//! Collector configuration
//!
//! Settings live in a YAML file. `./config.yaml` is read when it exists and an
//! explicit file given on the command line is layered on top of it.

use crate::core::error::{CollectorError, Result};
use serde::{Deserialize, Serialize};
use std::path::{Path, PathBuf};
use tracing::{debug, info};

/// Name of the configuration file picked up from the working directory
pub const DEFAULT_CONFIG_FILE: &str = "config.yaml";

/// Resolved configuration for a collection run
#[derive(Debug, Clone, Default, PartialEq, Eq, Serialize, Deserialize)]
pub struct CollectorConfig {
    /// Extension allow-list such as `.go`; empty means every extension
    #[serde(default)]
    pub include_extensions: Vec<String>,
    /// Global ignore patterns
    #[serde(default)]
    pub ignore_patterns: Vec<String>,
    /// Worker count for file reads
    #[serde(default, skip_serializing_if = "Option::is_none")]
    pub concurrency: Option<usize>,
}

/// A configuration file as written, where missing keys stay unset
#[derive(Debug, Clone, Default, Deserialize)]
struct ConfigLayer {
    include_extensions: Option<Vec<String>>,
    ignore_patterns: Option<Vec<String>>,
    concurrency: Option<usize>,
}

impl CollectorConfig {
    /// Load a single configuration file
    pub fn load(path: &Path) -> Result<Self> {
        let mut config = Self::default();
        config.overlay_file(path)?;
        Ok(config)
    }

    /// Parse configuration from YAML text
    pub fn from_yaml(content: &str) -> Result<Self> {
        let mut config = Self::default();
        config.overlay_yaml(content)?;
        Ok(config)
    }

    /// Build the run configuration
    ///
    /// `config.yaml` in `working_dir` is applied first when present, then
    /// `explicit`, which must exist.
    pub fn discover(working_dir: &Path, explicit: Option<&Path>) -> Result<Self> {
        let mut config = Self::default();

        let default_path = working_dir.join(DEFAULT_CONFIG_FILE);
        if default_path.is_file() {
            info!("Loading default configuration from {}", default_path.display());
            config.overlay_file(&default_path)?;
        }

        if let Some(path) = explicit {
            info!("Loading configuration from {}", path.display());
            config.overlay_file(path)?;
        }

        Ok(config)
    }

    /// Apply a YAML file on top of this configuration
    pub fn overlay_file(&mut self, path: &Path) -> Result<()> {
        let content = std::fs::read_to_string(path).map_err(|e| {
            CollectorError::config(format!("Failed to read {}: {}", path.display(), e))
        })?;
        self.overlay_yaml(&content).map_err(|e| match e {
            CollectorError::Yaml(e) => {
                CollectorError::config(format!("Failed to parse {}: {}", path.display(), e))
            },
            other => other,
        })
    }

    /// Apply YAML text on top of this configuration
    ///
    /// Only keys present in `content` replace current values.
    pub fn overlay_yaml(&mut self, content: &str) -> Result<()> {
        // A document without any value has nothing to overlay
        let blank = content
            .lines()
            .map(str::trim)
            .all(|line| line.is_empty() || line.starts_with('#'));
        if blank {
            return Ok(());
        }
        let layer: Option<ConfigLayer> = serde_yaml::from_str(content)?;
        if let Some(layer) = layer {
            self.apply(layer);
        }
        Ok(())
    }

    fn apply(&mut self, layer: ConfigLayer) {
        if let Some(extensions) = layer.include_extensions {
            debug!("include_extensions = {:?}", extensions);
            self.include_extensions = extensions;
        }
        if let Some(patterns) = layer.ignore_patterns {
            debug!("ignore_patterns = {:?}", patterns);
            self.ignore_patterns = patterns;
        }
        if let Some(concurrency) = layer.concurrency {
            debug!("concurrency = {}", concurrency);
            self.concurrency = Some(concurrency);
        }
    }

    /// Override the worker count, e.g. from a command-line flag
    pub fn with_concurrency(mut self, workers: Option<usize>) -> Self {
        if workers.is_some() {
            self.concurrency = workers;
        }
        self
    }

    /// Path of the default configuration file under `working_dir`
    pub fn default_path(working_dir: &Path) -> PathBuf {
        working_dir.join(DEFAULT_CONFIG_FILE)
    }
}

#[cfg(test)]
mod tests {
    use super::*;
    use pretty_assertions::assert_eq;
    use std::fs;
    use tempfile::TempDir;

    #[test]
    fn test_parse_full_config() -> Result<()> {
        let config = CollectorConfig::from_yaml(
            "include_extensions:\n  - .go\n  - .py\nignore_patterns:\n  - vendor/\n  - '*.log'\nconcurrency: 4\n",
        )?;

        assert_eq!(config.include_extensions, vec![".go", ".py"]);
        assert_eq!(config.ignore_patterns, vec!["vendor/", "*.log"]);
        assert_eq!(config.concurrency, Some(4));

        Ok(())
    }

    #[test]
    fn test_empty_document_is_default() -> Result<()> {
        assert_eq!(CollectorConfig::from_yaml("")?, CollectorConfig::default());
        assert_eq!(CollectorConfig::from_yaml("# nothing\n")?, CollectorConfig::default());
        Ok(())
    }

    #[test]
    fn test_overlay_replaces_only_present_keys() -> Result<()> {
        let mut config = CollectorConfig::from_yaml(
            "include_extensions: [.go]\nignore_patterns: [build]\n",
        )?;
        config.overlay_yaml("ignore_patterns: [dist, '*.tmp']\n")?;

        assert_eq!(config.include_extensions, vec![".go"]);
        assert_eq!(config.ignore_patterns, vec!["dist", "*.tmp"]);
        assert_eq!(config.concurrency, None);

        Ok(())
    }

    #[test]
    fn test_invalid_yaml_is_config_error() -> anyhow::Result<()> {
        let temp_dir = TempDir::new()?;
        let path = temp_dir.path().join("broken.yaml");
        fs::write(&path, "include_extensions: [.go\n")?;

        let err = CollectorConfig::load(&path).unwrap_err();
        assert!(matches!(err, CollectorError::Config { .. }));
        assert!(err.to_string().contains("broken.yaml"));

        Ok(())
    }

    #[test]
    fn test_missing_explicit_file_fails() -> anyhow::Result<()> {
        let temp_dir = TempDir::new()?;
        let missing = temp_dir.path().join("nope.yaml");

        let result = CollectorConfig::discover(temp_dir.path(), Some(&missing));
        assert!(matches!(result, Err(CollectorError::Config { .. })));

        Ok(())
    }

    #[test]
    fn test_discover_layers_default_then_explicit() -> anyhow::Result<()> {
        let temp_dir = TempDir::new()?;
        let work = temp_dir.path();
        fs::write(
            CollectorConfig::default_path(work),
            "include_extensions: [.rs]\nignore_patterns: [target]\n",
        )?;
        let explicit = work.join("ci.yaml");
        fs::write(&explicit, "include_extensions: [.rs, .toml]\n")?;

        let config = CollectorConfig::discover(work, None)?;
        assert_eq!(config.include_extensions, vec![".rs"]);

        let config = CollectorConfig::discover(work, Some(&explicit))?;
        assert_eq!(config.include_extensions, vec![".rs", ".toml"]);
        assert_eq!(config.ignore_patterns, vec!["target"]);

        Ok(())
    }

    #[test]
    fn test_without_default_file() -> anyhow::Result<()> {
        let temp_dir = TempDir::new()?;
        let config = CollectorConfig::discover(temp_dir.path(), None)?;
        assert_eq!(config, CollectorConfig::default());
        Ok(())
    }

    #[test]
    fn test_flag_overrides_concurrency() -> Result<()> {
        let config = CollectorConfig::from_yaml("concurrency: 3\n")?;
        assert_eq!(config.clone().with_concurrency(None).concurrency, Some(3));
        assert_eq!(config.with_concurrency(Some(8)).concurrency, Some(8));
        Ok(())
    }
}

# [Exercise instructions]
All of the material should be set down exactly as it reads.

# [Response to the task]
//! Collector configuration
//!
//! Settings live in a YAML file. `./config.yaml` is read when it exists and an
//! explicit file given on the command line is layered on top of it.

use crate::core::error::{CollectorError, Result};
use serde::{Deserialize, Serialize};
use std::path::{Path, PathBuf};
use tracing::{debug, info};

/// Name of the configuration file picked up from the working directory
pub const DEFAULT_CONFIG_FILE: &str = "config.yaml";

/// Resolved configuration for a collection run
#[derive(Debug, Clone, Default, PartialEq, Eq, Serialize, Deserialize)]
pub struct CollectorConfig {
    /// Extension allow-list such as `.go`; empty means every extension
    #[serde(default)]
    pub include_extensions: Vec<String>,
    /// Global ignore patterns
    #[serde(default)]
    pub ignore_patterns: Vec<String>,
    /// Worker count for file reads
    #[serde(default, skip_serializing_if = "Option::is_none")]
    pub concurrency: Option<usize>,
}

/// A configuration file as written, where missing keys stay unset
#[derive(Debug, Clone, Default, Deserialize)]
struct ConfigLayer {
    include_extensions: Option<Vec<String>>,
    ignore_patterns: Option<Vec<String>>,
    concurrency: Option<usize>,
}

impl CollectorConfig {
    /// Load a single configuration file
    pub fn load(path: &Path) -> Result<Self> {
        let mut config = Self::default();
        config.overlay_file(path)?;
        Ok(config)
    }

    /// Parse configuration from YAML text
    pub fn from_yaml(content: &str) -> Result<Self> {
        let mut config = Self::default();
        config.overlay_yaml(content)?;
        Ok(config)
    }

    /// Build the run configuration
    ///
    /// `config.yaml` in `working_dir` is applied first when present, then
    /// `explicit`, which must exist.
    pub fn discover(working_dir: &Path, explicit: Option<&Path>) -> Result<Self> {
        let mut config = Self::default();

        let default_path = working_dir.join(DEFAULT_CONFIG_FILE);
        if default_path.is_file() {
            info!("Loading default configuration from {}", default_path.display());
            config.overlay_file(&default_path)?;
        }

        if let Some(path) = explicit {
            info!("Loading configuration from {}", path.display());
            config.overlay_file(path)?;
        }

        Ok(config)
    }

    /// Apply a YAML file on top of this configuration
    pub fn overlay_file(&mut self, path: &Path) -> Result<()> {
        let content = std::fs::read_to_string(path).map_err(|e| {
            CollectorError::config(format!("Failed to read {}: {}", path.display(), e))
        })?;
        self.overlay_yaml(&content).map_err(|e| match e {
            CollectorError::Yaml(e) => {
                CollectorError::config(format!("Failed to parse {}: {}", path.display(), e))
            },
            other => other,
        })
    }

    /// Apply YAML text on top of this configuration
    ///
    /// Only keys present in `content` replace current values.
    pub fn overlay_yaml(&mut self, content: &str) -> Result<()> {
        // A document without any value has nothing to overlay
        let blank = content
            .lines()
            .map(str::trim)
            .all(|line| line.is_empty() || line.starts_with('#'));
        if blank {
            return Ok(());
        }
        let layer: Option<ConfigLayer> = serde_yaml::from_str(content)?;
        if let Some(layer) = layer {
            self.apply(layer);
        }
        Ok(())
    }

    fn apply(&mut self, layer: ConfigLayer) {
        if let Some(extensions) = layer.include_extensions {
            debug!("include_extensions = {:?}", extensions);
            self.include_extensions = extensions;
        }
        if let Some(patterns) = layer.ignore_patterns {
            debug!("ignore_patterns = {:?}", patterns);
            self.ignore_patterns = patterns;
        }
        if let Some(concurrency) = layer.concurrency {
            debug!("concurrency = {}", concurrency);
            self.concurrency = Some(concurrency);
        }
    }

    /// Override the worker count, e.g. from a command-line flag
    pub fn with_concurrency(mut self, workers: Option<usize>) -> Self {
        if workers.is_some() {
            self.concurrency = workers;
        }
        self
    }

    /// Path of the default configuration file under `working_dir`
    pub fn default_path(working_dir: &Path) -> PathBuf {
        working_dir.join(DEFAULT_CONFIG_FILE)
    }
}

#[cfg(test)]
mod tests {
    use super::*;
    use pretty_assertions::assert_eq;
    use std::fs;
    use tempfile::TempDir;

    #[test]
    fn test_parse_full_config() -> Result<()> {
        let config = CollectorConfig::from_yaml(
            "include_extensions:\n  - .go\n  - .py\nignore_patterns:\n  - vendor/\n  - '*.log'\nconcurrency: 4\n",
        )?;

        assert_eq!(config.include_extensions, vec![".go", ".py"]);
        assert_eq!(config.ignore_patterns, vec!["vendor/", "*.log"]);
        assert_eq!(config.concurrency, Some(4));

        Ok(())
    }

    #[test]
    fn test_empty_document_is_default() -> Result<()> {
        assert_eq!(CollectorConfig::from_yaml("")?, CollectorConfig::default());
        assert_eq!(CollectorConfig::from_yaml("# nothing\n")?, CollectorConfig::default());
        Ok(())
    }

    #[test]
    fn test_overlay_replaces_only_present_keys() -> Result<()> {
        let mut config = CollectorConfig::from_yaml(
            "include_extensions: [.go]\nignore_patterns: [build]\n",
        )?;
        config.overlay_yaml("ignore_patterns: [dist, '*.tmp']\n")?;

        assert_eq!(config.include_extensions, vec![".go"]);
        assert_eq!(config.ignore_patterns, vec!["dist", "*.tmp"]);
        assert_eq!(config.concurrency, None);

        Ok(())
    }

    #[test]
    fn test_invalid_yaml_is_config_error() -> anyhow::Result<()> {
        let temp_dir = TempDir::new()?;
        let path = temp_dir.path().join("broken.yaml");
        fs::write(&path, "include_extensions: [.go\n")?;

        let err = CollectorConfig::load(&path).unwrap_err();
        assert!(matches!(err, CollectorError::Config { .. }));
        assert!(err.to_string().contains("broken.yaml"));

        Ok(())
    }

    #[test]
    fn test_missing_explicit_file_fails() -> anyhow::Result<()> {
        let temp_dir = TempDir::new()?;
        let missing = temp_dir.path().join("nope.yaml");

        let result = CollectorConfig::discover(temp_dir.path(), Some(&missing));
        assert!(matches!(result, Err(CollectorError::Config { .. })));

        Ok(())
    }

    #[test]
    fn test_discover_layers_default_then_explicit() -> anyhow::Result<()> {
        let temp_dir = TempDir::new()?;
        let work = temp_dir.path();
        fs::write(
            CollectorConfig::default_path(work),
            "include_extensions: [.rs]\nignore_patterns: [target]\n",
        )?;
        let explicit = work.join("ci.yaml");
        fs::write(&explicit, "include_extensions: [.rs, .toml]\n")?;

        let config = CollectorConfig::discover(work, None)?;
        assert_eq!(config.include_extensions, vec![".rs"]);

        let config = CollectorConfig::discover(work, Some(&explicit))?;
        assert_eq!(config.include_extensions, vec![".rs", ".toml"]);
        assert_eq!(config.ignore_patterns, vec!["target"]);

        Ok(())
    }

    #[test]
    fn test_without_default_file() -> anyhow::Result<()> {
        let temp_dir = TempDir::new()?;
        let config = CollectorConfig::discover(temp_dir.path(), None)?;
        assert_eq!(config, CollectorConfig::default());
        Ok(())
    }

    #[test]
    fn test_flag_overrides_concurrency() -> Result<()> {
        let config = CollectorConfig::from_yaml("concurrency: 3\n")?;
        assert_eq!(config.clone().with_concurrency(None).concurrency, Some(3));
        assert_eq!(config.with_concurrency(Some(8)).concurrency, Some(8));
        Ok(())
    }
}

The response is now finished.